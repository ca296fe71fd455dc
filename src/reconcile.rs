// Licensed under the Apache License, Version 2.0 (the "License");
// you may not use this file except in compliance with the License.
// You may obtain a copy of the License at
//
//     http://www.apache.org/licenses/LICENSE-2.0
//
// Unless required by applicable law or agreed to in writing, software
// distributed under the License is distributed on an "AS IS" BASIS,
// WITHOUT WARRANTIES OR CONDITIONS OF ANY KIND, either express or implied.
// See the License for the specific language governing permissions and
// limitations under the License.

//! Component C — the reconciler: a per-asset balance walk over the normalized stream that
//! inserts synthetic repair transactions whenever history would otherwise go negative, and a
//! final consolidation against a user-supplied balance snapshot.

use std::collections::HashMap;

use chrono::Duration;
use qntropy_core::{AuditEntry, AuditKind, Instant, Leg, Tx, TxKind};
use rust_decimal::Decimal;

use crate::error::QntropyError;

/// A target balance for one asset at a known instant, supplied by the user as a closing
/// snapshot (§6 "User final-balance snapshot").
pub struct Snapshot {
    pub as_of: Instant,
    pub balances: HashMap<String, Decimal>,
}

pub struct Reconciler {
    tolerance: Decimal,
    balances: HashMap<String, Decimal>,
}

impl Reconciler {
    pub fn new(tolerance: Decimal) -> Self {
        Reconciler {
            tolerance,
            balances: HashMap::new(),
        }
    }

    fn balance_of(&self, asset: &str) -> Decimal {
        self.balances.get(asset).copied().unwrap_or(Decimal::ZERO)
    }

    fn net_delta(tx: &Tx) -> Vec<(String, Decimal)> {
        let mut deltas: HashMap<String, Decimal> = HashMap::new();
        let mut bump = |leg: &Option<Leg>, sign: Decimal| {
            if let Some(leg) = leg {
                *deltas.entry(leg.asset.symbol().to_string()).or_insert(Decimal::ZERO) +=
                    sign * leg.amount;
            }
        };
        bump(&tx.in_leg, Decimal::ONE);
        bump(&tx.out_leg, Decimal::NEGATIVE_ONE);
        bump(&tx.fee_leg, Decimal::NEGATIVE_ONE);
        deltas.into_iter().collect()
    }

    /// Walk the time-sorted stream, inserting `SyntheticBalancingDeposit`s immediately before any
    /// Tx that would drive an asset negative. Returns the repaired stream and the audit trail.
    pub fn reconcile(&mut self, txs: Vec<Tx>) -> Result<(Vec<Tx>, Vec<AuditEntry>), QntropyError> {
        let mut out = Vec::with_capacity(txs.len());
        let mut audit = Vec::new();

        for tx in txs {
            let deltas = Self::net_delta(&tx);

            for (asset, delta) in &deltas {
                let projected = self.balance_of(asset) + *delta;
                if projected < -self.tolerance {
                    let deficit = -projected;
                    let acquired_at = tx.instant - Duration::microseconds(1);
                    let leg = Leg::new(asset.parse().unwrap(), deficit)?;
                    let synthetic = Tx::new_synthetic(
                        format!("synth-balance-{}-{}", tx.id, asset),
                        acquired_at,
                        TxKind::SyntheticBalancingDeposit,
                        Some(leg),
                        None,
                        format!("balance_repair for tx {}, deficit {deficit}", tx.id),
                    )?;

                    audit.push(AuditEntry::new(
                        acquired_at,
                        AuditKind::SyntheticInserted,
                        synthetic.id.clone(),
                        format!("inserted to cover deficit {deficit} {asset} before tx {}", tx.id),
                    ));

                    *self.balances.entry(asset.clone()).or_insert(Decimal::ZERO) += deficit;
                    out.push(synthetic);
                }
            }

            for (asset, delta) in deltas {
                *self.balances.entry(asset).or_insert(Decimal::ZERO) += delta;
            }

            let current_balance_ok = self
                .balances
                .values()
                .all(|b| *b >= -self.tolerance);
            if !current_balance_ok {
                let (asset, balance) = self
                    .balances
                    .iter()
                    .find(|(_, b)| **b < -self.tolerance)
                    .unwrap();
                return Err(QntropyError::ReconciliationFatal {
                    asset: asset.clone(),
                    balance: balance.to_string(),
                    tx_id: tx.id.clone(),
                });
            }

            out.push(tx);
        }

        Ok((out, audit))
    }

    /// Final consolidation against a user-supplied closing snapshot (§4.3). Must be called after
    /// [`Reconciler::reconcile`]; `snapshot.as_of` must be ≥ the last processed Tx's instant.
    pub fn consolidate(
        &mut self,
        snapshot: &Snapshot,
    ) -> Result<(Vec<Tx>, Vec<AuditEntry>), QntropyError> {
        let mut out = Vec::new();
        let mut audit = Vec::new();

        let mut assets: Vec<String> = self.balances.keys().cloned().collect();
        for asset in snapshot.balances.keys() {
            if !assets.contains(asset) {
                assets.push(asset.clone());
            }
        }
        assets.sort();

        for asset in assets {
            let current = self.balance_of(&asset);
            let target = snapshot.balances.get(&asset).copied().unwrap_or(Decimal::ZERO);
            let diff = target - current;

            if diff.abs() <= self.tolerance {
                if diff != Decimal::ZERO {
                    audit.push(AuditEntry::new(
                        snapshot.as_of,
                        AuditKind::ConsolidationNegligible,
                        asset.clone(),
                        format!("diff {diff} {asset} within tolerance, no synthetic tx emitted"),
                    ));
                }
                continue;
            }

            let note = format!(
                "consolidation for {asset}: pre={current}, post={target}, source=user snapshot at {}",
                snapshot.as_of
            );

            let tx = if diff > Decimal::ZERO {
                let leg = Leg::new(asset.parse().unwrap(), diff)?;
                Tx::new_synthetic(
                    format!("synth-consolidation-{asset}"),
                    snapshot.as_of,
                    TxKind::SyntheticConsolidation,
                    Some(leg),
                    None,
                    note.clone(),
                )?
            } else {
                let leg = Leg::new(asset.parse().unwrap(), -diff)?;
                Tx::new_synthetic(
                    format!("synth-consolidation-{asset}"),
                    snapshot.as_of,
                    TxKind::SyntheticConsolidation,
                    None,
                    Some(leg),
                    note.clone(),
                )?
            };

            audit.push(AuditEntry::new(
                snapshot.as_of,
                AuditKind::ConsolidationApplied,
                tx.id.clone(),
                note,
            ));

            *self.balances.entry(asset.clone()).or_insert(Decimal::ZERO) += diff;
            out.push(tx);
        }

        Ok((out, audit))
    }
}

#[cfg(test)]
mod tests {
    use super::*;
    use chrono::TimeZone;
    use qntropy_core::Asset;
    use rust_decimal_macros::dec;

    fn t(y: i32, m: u32, d: u32) -> Instant {
        chrono::Utc.with_ymd_and_hms(y, m, d, 0, 0, 0).unwrap()
    }

    fn withdrawal(asset: &str, amount: Decimal, instant: Instant, id: &str) -> Tx {
        let leg = Leg::new(asset.parse().unwrap(), amount).unwrap();
        Tx::new(id, instant, TxKind::Withdrawal, None, Some(leg), None, "", "", "").unwrap()
    }

    fn deposit(asset: &str, amount: Decimal, instant: Instant, id: &str) -> Tx {
        let leg = Leg::new(asset.parse().unwrap(), amount).unwrap();
        Tx::new(id, instant, TxKind::Deposit, Some(leg), None, None, "", "", "").unwrap()
    }

    #[test]
    fn missing_history_inserts_synthetic_balancing_deposit() {
        let mut reconciler = Reconciler::new(dec!(0.00000001));
        let withdrawal_tx = withdrawal("BTC", dec!(0.5), t(2022, 5, 10), "w1");
        let (out, audit) = reconciler.reconcile(vec![withdrawal_tx]).unwrap();

        assert_eq!(out.len(), 2);
        assert_eq!(out[0].kind, TxKind::SyntheticBalancingDeposit);
        assert!(out[0].synthetic);
        assert_eq!(out[0].in_leg.as_ref().unwrap().amount, dec!(0.5));
        assert_eq!(audit.len(), 1);
        assert_eq!(audit[0].kind, AuditKind::SyntheticInserted);
    }

    #[test]
    fn balanced_history_needs_no_repair() {
        let mut reconciler = Reconciler::new(dec!(0.00000001));
        let txs = vec![
            deposit("BTC", dec!(1), t(2023, 1, 1), "d1"),
            withdrawal("BTC", dec!(0.5), t(2023, 2, 1), "w1"),
        ];
        let (out, audit) = reconciler.reconcile(txs).unwrap();
        assert_eq!(out.len(), 2);
        assert!(audit.is_empty());
    }

    #[test]
    fn consolidation_emits_synthetic_withdrawal_when_actual_exceeds_snapshot() {
        let mut reconciler = Reconciler::new(dec!(0.00000001));
        reconciler
            .reconcile(vec![deposit("BTC", dec!(0.3), t(2023, 1, 1), "d1")])
            .unwrap();

        let mut balances = HashMap::new();
        balances.insert("BTC".to_string(), dec!(0.25));
        let snapshot = Snapshot {
            as_of: t(2023, 12, 31),
            balances,
        };

        let (out, audit) = reconciler.consolidate(&snapshot).unwrap();
        assert_eq!(out.len(), 1);
        assert_eq!(out[0].kind, TxKind::SyntheticConsolidation);
        assert_eq!(out[0].out_leg.as_ref().unwrap().amount, dec!(0.05));
        assert_eq!(audit[0].kind, AuditKind::ConsolidationApplied);
    }

    #[test]
    fn consolidation_within_tolerance_is_negligible() {
        let mut reconciler = Reconciler::new(dec!(0.01));
        reconciler
            .reconcile(vec![deposit("BTC", dec!(0.3), t(2023, 1, 1), "d1")])
            .unwrap();

        let mut balances = HashMap::new();
        balances.insert("BTC".to_string(), dec!(0.301));
        let snapshot = Snapshot {
            as_of: t(2023, 12, 31),
            balances,
        };

        let (out, audit) = reconciler.consolidate(&snapshot).unwrap();
        assert!(out.is_empty());
        assert_eq!(audit.len(), 1);
        assert_eq!(audit[0].kind, AuditKind::ConsolidationNegligible);
    }

    #[test]
    fn asset_parses_without_error_even_for_garbage() {
        // Asset::from_str is infallible by design, exercised here via the reconciler's leg
        // construction path.
        let _: Asset = "zzz".parse().unwrap();
    }
}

TASK DESCRIPTION → Which lines of the data include the word "push"? Copy each one.

RESPONSE AREA →
                    audit.push(AuditEntry::new(
                    out.push(synthetic);
            out.push(tx);
                assets.push(asset.clone());
                    audit.push(AuditEntry::new(
            audit.push(AuditEntry::new(
            out.push(tx);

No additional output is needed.